You are here

April 2010

comparison of compression methods for database dumps

I like to have automated daily database backups set up on my servers - for those hosting relatively small sites, the database dumps can usually be compressed down small enough to be sent as an e-mail attachment by the cron script which does the database dump. This is a really simple and cost-effective way of having offsite backups which provide daily snapshots of sites which are easy to access if anything goes wrong.

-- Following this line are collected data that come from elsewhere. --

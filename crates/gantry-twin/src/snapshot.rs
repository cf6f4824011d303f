//! Point-in-time views of the twin.
//!
//! ```text
//! ProviderSnapshot
//!   ├── services: [ServiceSnapshot]
//!   │       └── resources: [ResourceSnapshot]
//!   └── linked_providers: [LinkedProviderSnapshot]   (only with IncludeLinkedProviderIds)
//! ```
//!
//! Snapshots are owned copies. They are built on the executor thread and
//! handed back to the caller, so they never borrow twin state.

use crate::{ContentType, ResourceType, TimedValue};
use chrono::{DateTime, Utc};
use gantry_types::ModelRef;
use serde::{Deserialize, Serialize};
use serde_json::{Map, Value};
use std::sync::Arc;

/// Name of the service every provider carries with its descriptive fields.
pub const ADMIN_SERVICE: &str = "admin";
/// Admin resource holding a human readable name.
pub const FRIENDLY_NAME: &str = "friendlyName";
/// Admin resource holding a free text description.
pub const DESCRIPTION: &str = "description";
/// Admin resource holding an icon reference.
pub const ICON: &str = "icon";
/// Admin resource holding a GeoJSON location.
pub const LOCATION: &str = "location";

/// Anything that identifies a provider and its model.
pub trait ProviderIdentity {
    /// Provider name.
    fn provider_name(&self) -> &str;

    /// Model identifiers of the provider.
    fn model_ref(&self) -> ModelRef<'_>;
}

/// Owned provider identity, carried by service and resource snapshots.
#[derive(Debug, Clone, PartialEq, Eq, Hash, Default, Serialize, Deserialize)]
pub struct ProviderRef {
    /// Provider name.
    pub name: String,
    /// Model package URI.
    pub model_package_uri: Option<String>,
    /// Model name.
    pub model_name: Option<String>,
}

impl ProviderRef {
    /// Creates a provider identity.
    #[must_use]
    pub fn new(
        name: impl Into<String>,
        model_package_uri: Option<String>,
        model_name: Option<String>,
    ) -> Self {
        Self {
            name: name.into(),
            model_package_uri,
            model_name,
        }
    }
}

impl ProviderIdentity for ProviderRef {
    fn provider_name(&self) -> &str {
        &self.name
    }

    fn model_ref(&self) -> ModelRef<'_> {
        ModelRef::new(self.model_package_uri.as_deref(), self.model_name.as_deref())
    }
}

/// Options for provider snapshots.
#[derive(Debug, Clone, Copy, PartialEq, Eq, Hash, Serialize, Deserialize)]
#[serde(rename_all = "SCREAMING_SNAKE_CASE")]
pub enum SnapshotOption {
    /// Fill [`ProviderSnapshot::linked_providers`].
    IncludeLinkedProviderIds,
}

/// Snapshot of a provider.
#[derive(Debug, Clone, PartialEq, Serialize, Deserialize)]
pub struct ProviderSnapshot {
    /// Model package URI.
    pub model_package_uri: Option<String>,
    /// Model name.
    pub model_name: Option<String>,
    /// Provider name.
    pub name: String,
    /// When the snapshot was taken.
    pub snapshot_time: DateTime<Utc>,
    /// Services that passed the service filter.
    pub services: Vec<ServiceSnapshot>,
    /// Providers linked to this one.
    pub linked_providers: Vec<LinkedProviderSnapshot>,
}

impl ProviderSnapshot {
    /// Looks up a service by name.
    #[must_use]
    pub fn service(&self, name: &str) -> Option<&ServiceSnapshot> {
        self.services.iter().find(|s| s.name == name)
    }

    /// Iterates over every resource of every service.
    pub fn resources(&self) -> impl Iterator<Item = &ResourceSnapshot> {
        self.services.iter().flat_map(|s| s.resources.iter())
    }
}

impl ProviderIdentity for ProviderSnapshot {
    fn provider_name(&self) -> &str {
        &self.name
    }

    fn model_ref(&self) -> ModelRef<'_> {
        ModelRef::new(self.model_package_uri.as_deref(), self.model_name.as_deref())
    }
}

/// Snapshot of a service.
#[derive(Debug, Clone, PartialEq, Serialize, Deserialize)]
pub struct ServiceSnapshot {
    /// Owning provider.
    pub provider: ProviderRef,
    /// Service name.
    pub name: String,
    /// When the snapshot was taken.
    pub snapshot_time: DateTime<Utc>,
    /// Resources that passed the resource filter.
    pub resources: Vec<ResourceSnapshot>,
}

impl ServiceSnapshot {
    /// Looks up a resource by name.
    #[must_use]
    pub fn resource(&self, name: &str) -> Option<&ResourceSnapshot> {
        self.resources.iter().find(|r| r.name == name)
    }
}

/// Snapshot of a resource.
#[derive(Debug, Clone, PartialEq, Serialize, Deserialize)]
pub struct ResourceSnapshot {
    /// Owning provider.
    pub provider: ProviderRef,
    /// Owning service name.
    pub service: String,
    /// Resource name.
    pub name: String,
    /// When the snapshot was taken.
    pub snapshot_time: DateTime<Utc>,
    /// Resource kind.
    pub resource_type: ResourceType,
    /// Declared value shape.
    pub content_type: ContentType,
    /// Current value. Always empty for actions.
    pub value: TimedValue,
    /// Current metadata values.
    pub metadata: Map<String, Value>,
}

/// Descriptive view of a provider linked to another one.
///
/// The four optional fields mirror the provider's `admin` resources.
#[derive(Debug, Clone, PartialEq, Serialize, Deserialize)]
pub struct LinkedProviderSnapshot {
    /// Model package URI.
    pub model_package_uri: Option<String>,
    /// Model name.
    pub model_name: Option<String>,
    /// Provider name.
    pub name: String,
    /// `admin/friendlyName`.
    pub friendly_name: Option<String>,
    /// `admin/description`.
    pub description: Option<String>,
    /// `admin/icon`.
    pub icon: Option<String>,
    /// `admin/location` (GeoJSON).
    pub location: Option<Value>,
    /// When the snapshot was taken.
    pub snapshot_time: DateTime<Utc>,
}

impl ProviderIdentity for LinkedProviderSnapshot {
    fn provider_name(&self) -> &str {
        &self.name
    }

    fn model_ref(&self) -> ModelRef<'_> {
        ModelRef::new(self.model_package_uri.as_deref(), self.model_name.as_deref())
    }
}

/// Shared provider predicate.
pub type ProviderFilter = Arc<dyn Fn(&ProviderSnapshot) -> bool + Send + Sync>;
/// Shared service predicate.
pub type ServiceFilter = Arc<dyn Fn(&ServiceSnapshot) -> bool + Send + Sync>;
/// Shared resource predicate.
pub type ResourceFilter = Arc<dyn Fn(&ResourceSnapshot) -> bool + Send + Sync>;
/// Location predicate; receives the provider's `admin/location` value.
pub type LocationFilter = Arc<dyn Fn(&ProviderSnapshot, Option<&Value>) -> bool + Send + Sync>;
/// Post-filter over a provider and all of its retained resources.
pub type ResourceValueFilter =
    Arc<dyn Fn(&ProviderSnapshot, &[&ResourceSnapshot]) -> bool + Send + Sync>;

/// Client-supplied filters for a filtered snapshot.
///
/// Every filter is optional. They are combined with the caller's
/// permission checks, never replacing them.
///
/// # Example
///
/// ```
/// use gantry_twin::SnapshotCriterion;
///
/// let criterion = SnapshotCriterion::new()
///     .with_provider_filter(|p| p.name.starts_with("sensor"))
///     .with_resource_filter(|r| r.name != "secret");
/// assert!(criterion.provider_filter.is_some());
/// assert!(criterion.location_filter.is_none());
/// ```
#[derive(Clone, Default)]
pub struct SnapshotCriterion {
    /// Keeps providers whose location matches.
    pub location_filter: Option<LocationFilter>,
    /// Keeps matching providers. Sees the provider without its services.
    pub provider_filter: Option<ProviderFilter>,
    /// Keeps matching services.
    pub service_filter: Option<ServiceFilter>,
    /// Keeps matching resources.
    pub resource_filter: Option<ResourceFilter>,
    /// Applied last, to the already filtered tree.
    pub resource_value_filter: Option<ResourceValueFilter>,
}

impl SnapshotCriterion {
    /// Creates a criterion without any filter.
    #[must_use]
    pub fn new() -> Self {
        Self::default()
    }

    /// Sets the location filter.
    #[must_use]
    pub fn with_location_filter(
        mut self,
        f: impl Fn(&ProviderSnapshot, Option<&Value>) -> bool + Send + Sync + 'static,
    ) -> Self {
        self.location_filter = Some(Arc::new(f));
        self
    }

    /// Sets the provider filter.
    #[must_use]
    pub fn with_provider_filter(
        mut self,
        f: impl Fn(&ProviderSnapshot) -> bool + Send + Sync + 'static,
    ) -> Self {
        self.provider_filter = Some(Arc::new(f));
        self
    }

    /// Sets the service filter.
    #[must_use]
    pub fn with_service_filter(
        mut self,
        f: impl Fn(&ServiceSnapshot) -> bool + Send + Sync + 'static,
    ) -> Self {
        self.service_filter = Some(Arc::new(f));
        self
    }

    /// Sets the resource filter.
    #[must_use]
    pub fn with_resource_filter(
        mut self,
        f: impl Fn(&ResourceSnapshot) -> bool + Send + Sync + 'static,
    ) -> Self {
        self.resource_filter = Some(Arc::new(f));
        self
    }

    /// Sets the resource value filter.
    #[must_use]
    pub fn with_resource_value_filter(
        mut self,
        f: impl Fn(&ProviderSnapshot, &[&ResourceSnapshot]) -> bool + Send + Sync + 'static,
    ) -> Self {
        self.resource_value_filter = Some(Arc::new(f));
        self
    }
}

impl std::fmt::Debug for SnapshotCriterion {
    fn fmt(&self, f: &mut std::fmt::Formatter<'_>) -> std::fmt::Result {
        f.debug_struct("SnapshotCriterion")
            .field("location_filter", &self.location_filter.is_some())
            .field("provider_filter", &self.provider_filter.is_some())
            .field("service_filter", &self.service_filter.is_some())
            .field("resource_filter", &self.resource_filter.is_some())
            .field("resource_value_filter", &self.resource_value_filter.is_some())
            .finish()
    }
}

#[cfg(test)]
mod tests {
    use super::*;

    fn resource(service: &str, name: &str) -> ResourceSnapshot {
        ResourceSnapshot {
            provider: ProviderRef::new("p", None, None),
            service: service.into(),
            name: name.into(),
            snapshot_time: Utc::now(),
            resource_type: ResourceType::Sensor,
            content_type: ContentType::Any,
            value: TimedValue::default(),
            metadata: Map::new(),
        }
    }

    #[test]
    fn provider_snapshot_lookups() {
        let now = Utc::now();
        let snapshot = ProviderSnapshot {
            model_package_uri: Some("uri".into()),
            model_name: Some("Model".into()),
            name: "p".into(),
            snapshot_time: now,
            services: vec![ServiceSnapshot {
                provider: ProviderRef::new("p", None, None),
                name: "temp".into(),
                snapshot_time: now,
                resources: vec![resource("temp", "level"), resource("temp", "unit")],
            }],
            linked_providers: Vec::new(),
        };

        assert_eq!(snapshot.resources().count(), 2);
        let temp = snapshot.service("temp").expect("service present");
        assert!(temp.resource("unit").is_some());
        assert!(snapshot.service("admin").is_none());
        assert_eq!(snapshot.model_ref().name, Some("Model"));
    }

    #[test]
    fn criterion_debug_lists_filters() {
        let criterion = SnapshotCriterion::new().with_service_filter(|_| true);
        let dbg = format!("{criterion:?}");
        assert!(dbg.contains("service_filter: true"), "got: {dbg}");
        assert!(dbg.contains("provider_filter: false"), "got: {dbg}");
    }
}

Initially I just used gzip to compress the sql files down, but as dump files inevitably grew, I decided to look into some alternatives, and in this post I'll share the results of my research. As I'm often sending these backups as e-mail attachments, the size of the compressed file is the main thing I care about, but this isn't the only factor in a comparison. Some of the methods of compression use more resources than others in terms of CPU and memory. I'm not too concerned about this as my dumps are only being done by cron once a day, but I've included a measurement of resource use; the time taken in seconds (as measured by the time command).

The compression methods I tried out included gzip and bzip2 (which should be available on most *nix servers), rzip (written by Andrew Tridgell of samba and rsync fame) and finally 7zip. In all cases, fast meant using the -1 switch, and best meant using -9 (n.b. rzip also has a -0 setting, but this didn't yield useful results).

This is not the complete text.